Records shown Block Start

use std::path::Path;
use std::process::{Command, Stdio};

use super::{Backend, DeviceAction};
use crate::error::VfioError;

/// Runs `virsh attach-device` / `virsh detach-device`.
#[derive(Debug, Clone)]
pub struct VirshBackend {
    program: String,
    /// libvirt URI passed as `virsh -c`; virsh picks its default when unset.
    connect: Option<String>,
}

impl VirshBackend {
    pub fn new(program: impl Into<String>, connect: Option<String>) -> Self {
        Self {
            program: program.into(),
            connect,
        }
    }

    fn command(&self, action: DeviceAction, vm: &str, xml_path: &Path) -> Command {
        let mut cmd = Command::new(&self.program);
        if let Some(uri) = &self.connect {
            cmd.args(["-c", uri]);
        }
        cmd.args([action.virsh_command(), vm]).arg(xml_path);
        cmd
    }
}

impl Backend for VirshBackend {
    fn apply(&self, action: DeviceAction, vm: &str, xml_path: &Path) -> Result<(), VfioError> {
        let command = format!("{} {}", self.program, action.virsh_command());
        tracing::debug!(%command, vm, xml = %xml_path.display(), "running virsh");

        let output = self
            .command(action, vm, xml_path)
            .stdin(Stdio::null())
            .stderr(Stdio::inherit())
            .output()
            .map_err(|e| VfioError::ExternalCommand {
                command: command.clone(),
                message: e.to_string(),
            })?;

        let stdout = String::from_utf8_lossy(&output.stdout);
        if !stdout.trim().is_empty() {
            tracing::debug!(vm, "virsh: {}", stdout.trim());
        }

        if !output.status.success() {
            return Err(VfioError::ExternalCommand {
                command,
                message: format!("exited with {}", output.status),
            });
        }

        tracing::info!(vm, action = action.virsh_command(), "virsh completed");
        Ok(())
    }
}
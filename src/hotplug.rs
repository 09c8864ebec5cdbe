//! Attach and detach configured USB devices on hotplug events.

use std::io::Write;

use crate::backend::{Backend, DeviceAction};
use crate::config::Config;
use crate::error::VfioError;
use crate::hostdev_xml;
use crate::usb_id::UsbId;

#[derive(Debug, Clone, PartialEq, Eq)]
pub enum HotplugOutcome {
    /// The device matched `label` and the backend was invoked for `vm`.
    Applied { label: String, vm: String },
    /// No configured device has this id; nothing was done.
    NoMatch,
}

pub fn attach(config: &Config, backend: &impl Backend, id: &UsbId) -> Result<HotplugOutcome, VfioError> {
    apply(config, backend, DeviceAction::Attach, id)
}

pub fn detach(config: &Config, backend: &impl Backend, id: &UsbId) -> Result<HotplugOutcome, VfioError> {
    apply(config, backend, DeviceAction::Detach, id)
}

fn apply(
    config: &Config,
    backend: &impl Backend,
    action: DeviceAction,
    id: &UsbId,
) -> Result<HotplugOutcome, VfioError> {
    let key = id.to_string();
    let Some(found) = config.match_id(&key)? else {
        tracing::warn!(id = %key, config = %config.path.display(), "no configured device matches");
        return Ok(HotplugOutcome::NoMatch);
    };

    let xml = hostdev_xml::generate_hostdev_xml(&id.vendor, &id.product);

    let mut xml_file = tempfile::Builder::new()
        .prefix("vfio-usb-")
        .suffix(".xml")
        .tempfile()
        .map_err(|e| VfioError::Io {
            context: "creating hostdev XML file".into(),
            source: e,
        })?;
    let xml_path = xml_file.path().to_path_buf();
    xml_file
        .write_all(xml.as_bytes())
        .and_then(|()| xml_file.flush())
        .map_err(|e| VfioError::Io {
            context: format!("writing {}", xml_path.display()),
            source: e,
        })?;

    println!("{}", action.status_line(found.label, found.vm));

    // virsh's result never changes our exit status; it is only reported.
    if let Err(e) = backend.apply(action, found.vm, &xml_path) {
        tracing::warn!(label = found.label, vm = found.vm, "{e}");
    }

    xml_file.close().map_err(|e| VfioError::Io {
        context: format!("removing {}", xml_path.display()),
        source: e,
    })?;

    Ok(HotplugOutcome::Applied {
        label: found.label.to_string(),
        vm: found.vm.to_string(),
    })
}
use std::fmt;
use std::path::{Path, PathBuf};

use serde::Deserialize;
use serde::de::{self, Deserializer, MapAccess, Visitor};

use crate::error::VfioError;

/// Top-level key holding the label → device mapping.
pub const DEVICES_KEY: &str = "usb-devices";

/// Config file used when `--config` is not given.
pub const DEFAULT_CONFIG_FILE: &str = "vfio-usb.conf";

#[derive(Debug, Deserialize)]
struct RawConfig {
    #[serde(rename = "usb-devices", deserialize_with = "ordered_devices")]
    usb_devices: Vec<DeviceEntry>,
}

/// One `usb-devices` entry.
///
/// `id` and `vm` are optional here: a missing field is only an error once
/// the entry is actually used for matching or rule generation.
#[derive(Debug, Clone, PartialEq, Eq)]
pub struct DeviceEntry {
    pub label: String,
    pub id: Option<String>,
    pub vm: Option<String>,
}

impl DeviceEntry {
    pub fn id(&self) -> Result<&str, VfioError> {
        self.id.as_deref().ok_or_else(|| self.missing("id"))
    }

    pub fn vm(&self) -> Result<&str, VfioError> {
        self.vm.as_deref().ok_or_else(|| self.missing("vm"))
    }

    fn missing(&self, field: &str) -> VfioError {
        VfioError::MalformedEntry {
            label: self.label.clone(),
            message: format!("missing '{field}'"),
        }
    }
}

/// Result of a successful [`Config::match_id`] lookup.
#[derive(Debug, Clone, Copy, PartialEq, Eq)]
pub struct DeviceMatch<'a> {
    pub label: &'a str,
    pub vm: &'a str,
}

/// Device mapping in file order, plus where it was loaded from.
#[derive(Debug, Clone)]
pub struct Config {
    /// Canonicalized path to the config file.
    pub path: PathBuf,
    pub devices: Vec<DeviceEntry>,
}

impl Config {
    /// Find the first device (in file order) whose id equals `id` exactly.
    ///
    /// Comparison is case-sensitive. Entries after the first match are not
    /// inspected, so a malformed entry further down does not fail a lookup.
    pub fn match_id(&self, id: &str) -> Result<Option<DeviceMatch<'_>>, VfioError> {
        for entry in &self.devices {
            if entry.id()? == id {
                return Ok(Some(DeviceMatch {
                    label: &entry.label,
                    vm: entry.vm()?,
                }));
            }
        }
        Ok(None)
    }
}

// ── parsing ───────────────────────────────────────────────

#[derive(Debug, Deserialize)]
struct RawEntry {
    id: Option<String>,
    vm: Option<String>,
}

/// Reads `usb-devices` as a list so file order survives. Scalars are taken
/// as their literal text: `vm: 0x10` stays `"0x10"`.
fn ordered_devices<'de, D>(deserializer: D) -> Result<Vec<DeviceEntry>, D::Error>
where
    D: Deserializer<'de>,
{
    deserializer.deserialize_map(DevicesVisitor)
}

struct DevicesVisitor;

impl<'de> Visitor<'de> for DevicesVisitor {
    type Value = Vec<DeviceEntry>;

    fn expecting(&self, f: &mut fmt::Formatter) -> fmt::Result {
        write!(f, "`{DEVICES_KEY}` to be a mapping of device labels to {{id, vm}}")
    }

    fn visit_map<A>(self, mut map: A) -> Result<Self::Value, A::Error>
    where
        A: MapAccess<'de>,
    {
        let mut devices: Vec<DeviceEntry> = Vec::with_capacity(map.size_hint().unwrap_or(0));
        while let Some(label) = map.next_key::<String>()? {
            if devices.iter().any(|d| d.label == label) {
                return Err(de::Error::custom(format_args!(
                    "duplicate device label `{label}`"
                )));
            }
            let RawEntry { id, vm } = map.next_value()?;
            devices.push(DeviceEntry { label, id, vm });
        }
        Ok(devices)
    }
}

// ── public API ────────────────────────────────────────────

/// Load the device mapping from `path`.
///
/// Every failure (unreadable file, bad YAML, missing `usb-devices`) is
/// reported as [`VfioError::InvalidConfig`]. There is no partial result.
pub fn load_config(path: &Path) -> Result<Config, VfioError> {
    let invalid = |reason: String| VfioError::InvalidConfig {
        path: path.display().to_string(),
        reason,
    };

    let contents = std::fs::read_to_string(path).map_err(|e| invalid(e.to_string()))?;
    let raw: RawConfig = serde_yaml::from_str(&contents).map_err(|e| invalid(e.to_string()))?;
    let devices = raw.usb_devices;
    let canonical = path.canonicalize().map_err(|e| invalid(e.to_string()))?;

    tracing::debug!(path = %canonical.display(), devices = devices.len(), "loaded config");

    Ok(Config {
        path: canonical,
        devices,
    })
}

#[cfg(test)]
pub mod tests {
    use super::*;

    pub fn entry(label: &str, id: &str, vm: &str) -> DeviceEntry {
        DeviceEntry {
            label: label.into(),
            id: Some(id.into()),
            vm: Some(vm.into()),
        }
    }

    pub fn test_config(devices: Vec<DeviceEntry>) -> Config {
        Config {
            path: PathBuf::from("/etc/vfio-usb.conf"),
            devices,
        }
    }

    fn load_str(contents: &str) -> Result<Config, VfioError> {
        let dir = tempfile::tempdir().unwrap();
        let path = dir.path().join("vfio-usb.conf");
        std::fs::write(&path, contents).unwrap();
        load_config(&path)
    }

    #[test]
    fn load_preserves_file_order() {
        let config = load_str(
            r#"
usb-devices:
  zebra:
    id: "1111:2222"
    vm: one
  alpha:
    id: "3333:4444"
    vm: two
  mouse:
    id: "046d:c077"
    vm: win10
"#,
        )
        .unwrap();
        let labels: Vec<&str> = config.devices.iter().map(|d| d.label.as_str()).collect();
        assert_eq!(labels, ["zebra", "alpha", "mouse"]);
        assert_eq!(config.devices[2], entry("mouse", "046d:c077", "win10"));
        assert!(config.path.is_absolute());
    }

    #[test]
    fn load_keeps_unquoted_ids_as_strings() {
        let config = load_str("usb-devices:\n  kbd:\n    id: 0000:0001\n    vm: 42\n").unwrap();
        assert_eq!(config.devices[0].id.as_deref(), Some("0000:0001"));
        assert_eq!(config.devices[0].vm.as_deref(), Some("42"));
    }

    #[test]
    fn load_keeps_literal_scalar_text() {
        let config = load_str(
            r#"
usb-devices:
  hex:
    id: "1234:5678"
    vm: 0x10
  version:
    id: "1234:5679"
    vm: 1.10
  exponent:
    id: "1234:567a"
    vm: 1e3
  flag:
    id: "1234:567b"
    vm: true
  2024:
    id: "1234:567c"
    vm: +5
"#,
        )
        .unwrap();
        let vms: Vec<&str> = config.devices.iter().map(|d| d.vm.as_deref().unwrap()).collect();
        assert_eq!(vms, ["0x10", "1.10", "1e3", "true", "+5"]);
        assert_eq!(config.devices[4].label, "2024");
    }

    #[test]
    fn matched_vm_name_is_passed_through_verbatim() {
        let config = load_str("usb-devices:\n  pad:\n    id: \"046d:c077\"\n    vm: 007\n").unwrap();
        let found = config.match_id("046d:c077").unwrap().unwrap();
        assert_eq!(found.vm, "007");
    }

    #[test]
    fn load_rejects_duplicate_labels() {
        let err = load_str(
            "usb-devices:\n  a: {id: \"1234:5678\", vm: x}\n  a: {id: \"1234:5679\", vm: y}\n",
        )
        .unwrap_err();
        assert!(matches!(err, VfioError::InvalidConfig { .. }));
    }

    #[test]
    fn load_rejects_non_mapping_entry() {
        let err = load_str("usb-devices:\n  mouse: just-a-string\n").unwrap_err();
        assert!(matches!(err, VfioError::InvalidConfig { .. }));
    }

    #[test]
    fn load_ignores_unrelated_top_level_keys() {
        let config = load_str("other: 1\nusb-devices:\n  a: {id: \"1234:5678\", vm: x}\n").unwrap();
        assert_eq!(config.devices.len(), 1);
    }

    #[test]
    fn load_defers_missing_fields() {
        let config = load_str("usb-devices:\n  broken: {vm: x}\n  novm: {id: \"1234:5678\"}\n")
            .unwrap();
        assert_eq!(config.devices[0].id, None);
        assert_eq!(config.devices[1].vm, None);
    }

    #[test]
    fn load_rejects_missing_key() {
        let err = load_str("devices:\n  a: {id: \"1234:5678\", vm: x}\n").unwrap_err();
        assert!(matches!(err, VfioError::InvalidConfig { .. }));
        assert!(err.to_string().contains("usb-devices"), "got: {err}");
    }

    #[test]
    fn load_rejects_non_mapping_devices() {
        let err = load_str("usb-devices:\n  - a\n  - b\n").unwrap_err();
        assert!(matches!(err, VfioError::InvalidConfig { .. }));
    }

    #[test]
    fn load_rejects_bad_yaml() {
        let err = load_str("usb-devices: [unclosed\n").unwrap_err();
        assert!(matches!(err, VfioError::InvalidConfig { .. }));
    }

    #[test]
    fn load_rejects_missing_file() {
        let err = load_config(Path::new("/nonexistent/vfio-usb.conf")).unwrap_err();
        assert!(matches!(err, VfioError::InvalidConfig { .. }));
        assert!(err.to_string().contains("/nonexistent/vfio-usb.conf"));
    }

    #[test]
    fn match_returns_first_in_order() {
        let config = test_config(vec![
            entry("first", "1234:5678", "vm-a"),
            entry("second", "1234:5678", "vm-b"),
        ]);
        let found = config.match_id("1234:5678").unwrap().unwrap();
        assert_eq!(found.label, "first");
        assert_eq!(found.vm, "vm-a");
    }

    #[test]
    fn match_not_found() {
        let config = test_config(vec![entry("mouse", "046d:c077", "win10")]);
        assert_eq!(config.match_id("0000:0000").unwrap(), None);
    }

    #[test]
    fn match_is_case_sensitive() {
        let config = test_config(vec![entry("mouse", "046d:c077", "win10")]);
        assert_eq!(config.match_id("046D:C077").unwrap(), None);
    }

    #[test]
    fn match_reports_entry_without_id() {
        let mut broken = entry("broken", "", "x");
        broken.id = None;
        let config = test_config(vec![broken, entry("mouse", "046d:c077", "win10")]);
        let err = config.match_id("046d:c077").unwrap_err();
        assert!(matches!(err, VfioError::MalformedEntry { ref label, .. } if label == "broken"));
    }

    #[test]
    fn match_stops_before_later_malformed_entries() {
        let mut broken = entry("broken", "", "x");
        broken.id = None;
        let config = test_config(vec![entry("mouse", "046d:c077", "win10"), broken]);
        assert!(config.match_id("046d:c077").unwrap().is_some());
    }

    #[test]
    fn match_reports_matched_entry_without_vm() {
        let mut novm = entry("novm", "046d:c077", "");
        novm.vm = None;
        let config = test_config(vec![novm]);
        let err = config.match_id("046d:c077").unwrap_err();
        assert!(err.to_string().contains("missing 'vm'"));
    }
}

Records shown Block End

Repeat exactly the lines of the material above, taking the first line, the line with "default when unset.", and every line between them.

Solution to this task
use std::path::Path;
use std::process::{Command, Stdio};

use super::{Backend, DeviceAction};
use crate::error::VfioError;

/// Runs `virsh attach-device` / `virsh detach-device`.
#[derive(Debug, Clone)]
pub struct VirshBackend {
    program: String,
    /// libvirt URI passed as `virsh -c`; virsh picks its default when unset.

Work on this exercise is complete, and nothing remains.